2
Yorum
8
Beğeni
5,0
Puan
1191
Okunma

/…Biliyorum yorgunsun Müfit ;
Mevsimi gelince göçecek kuşların
Kanatsızlığı kadar da çaresiz üstelik…/
Hadi ;
İki satır konuşalım karşılıklı
Küf kokulu mahzenlerin
Derin sarhoşluklarını anlatalım birbirimize
Ya da
Çirkin şiirlere gizlenmiş
Güzel kadınların bahtsızlığını ;
sen
Yarım yamalak aşk şarkılarının ıslığını anlat bana
bense
Uçurum kenarlarının ıssızlığını…
Hadi ;
İki satır duymayalım birbirimizi ,
Körlük ve sağırlık arasındaki
tinsel bağları anlatalım gelen geçene,
Yada
Sabun kaçtığında düşlerine
Neden ağlanamadığını
ve nihayetinde ;
bunca yalnızlığın içinde dahi
neden şiirlerin sürekli p/içlere gebe kaldığını…
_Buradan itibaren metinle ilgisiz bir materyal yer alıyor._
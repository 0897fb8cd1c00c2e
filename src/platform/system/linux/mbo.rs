use std::fs;
use std::path::Path;

use crate::core::system_info::motherboard::{clean_field, field_or_unknown};
use crate::core::system_info::types::MotherboardInfo;
use crate::error::{Result, VantaError};

const DMI_ROOT: &str = "/sys/class/dmi/id";

pub fn get_motherboard_info() -> Result<Option<MotherboardInfo>> {
    let root = Path::new(DMI_ROOT);
    if !root.is_dir() {
        return Err(VantaError::probe(format!("{} is not available", DMI_ROOT)));
    }
    Ok(read_dmi(root))
}

/// Board and BIOS from a DMI sysfs directory. `None` when the board itself
/// is not described.
pub fn read_dmi(root: &Path) -> Option<MotherboardInfo> {
    // board_serial is root-only; unreadable files count as missing
    let read = |name: &str| fs::read_to_string(root.join(name)).ok();

    let manufacturer = clean_field(read("board_vendor").as_deref());
    let product = clean_field(read("board_name").as_deref());
    if manufacturer.is_none() && product.is_none() {
        return None;
    }

    Some(MotherboardInfo {
        manufacturer: manufacturer.unwrap_or_else(|| "Unknown".to_string()),
        product: product.unwrap_or_else(|| "Unknown".to_string()),
        serial: field_or_unknown(read("board_serial").as_deref()),
        version: clean_field(read("board_version").as_deref()),
        bios_vendor: clean_field(read("bios_vendor").as_deref()),
        bios_version: field_or_unknown(read("bios_version").as_deref()),
        bios_date: clean_field(read("bios_date").as_deref()).unwrap_or_default(),
    })
}

#[cfg(test)]
mod tests {
    use super::*;
    use tempfile::TempDir;

    #[test]
    fn test_read_dmi() {
        let dir = TempDir::new().unwrap();
        let write = |name: &str, value: &str| fs::write(dir.path().join(name), value).unwrap();
        write("board_vendor", "Micro-Star International Co., Ltd.\n");
        write("board_name", "MAG B650 TOMAHAWK WIFI (MS-7D75)\n");
        write("board_version", "1.0\n");
        write("bios_vendor", "American Megatrends International, LLC.\n");
        write("bios_version", "1.A0\n");
        write("bios_date", "07/18/2024\n");

        let board = read_dmi(dir.path()).unwrap();
        assert_eq!(board.manufacturer, "Micro-Star International Co., Ltd.");
        assert_eq!(board.product, "MAG B650 TOMAHAWK WIFI (MS-7D75)");
        assert_eq!(board.serial, "Unknown");
        assert_eq!(board.version.as_deref(), Some("1.0"));
        assert_eq!(board.bios_version, "1.A0");
        assert_eq!(board.bios_date, "07/18/2024");
    }

    #[test]
    fn test_read_dmi_placeholders_mean_absent() {
        let dir = TempDir::new().unwrap();
        fs::write(dir.path().join("board_vendor"), "Default string\n").unwrap();
        fs::write(dir.path().join("board_name"), "To be filled by O.E.M.\n").unwrap();
        assert!(read_dmi(dir.path()).is_none());
    }
}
ne manasız seramonidir bu Müfit !
ne manasız bir veda ;
gidecekse
-ki gidecek-
Nedendir bunca çaba ;
Anlat hadi
Onca pişmanlığın üstüne
Nedendir bu sebepsiz koşuşturmaca….
Görüyorum, yorgunsun ;
Kenar mahalle çocuklarının
Bayram sabahlarındaki
Yılgın gülümsemeleri var yüzünde ,
Üstünde
Kanatları kesilmiş meleklerin
Şeytansı yalnızlığı…
/…Biliyorum Müfit , göğ(s)ünde asılı duruyor göç mevsimlerinin habis zamansızlığı…/
İkibinondokuzun Temmuz’u
İstanbul...
5.0
100% (9)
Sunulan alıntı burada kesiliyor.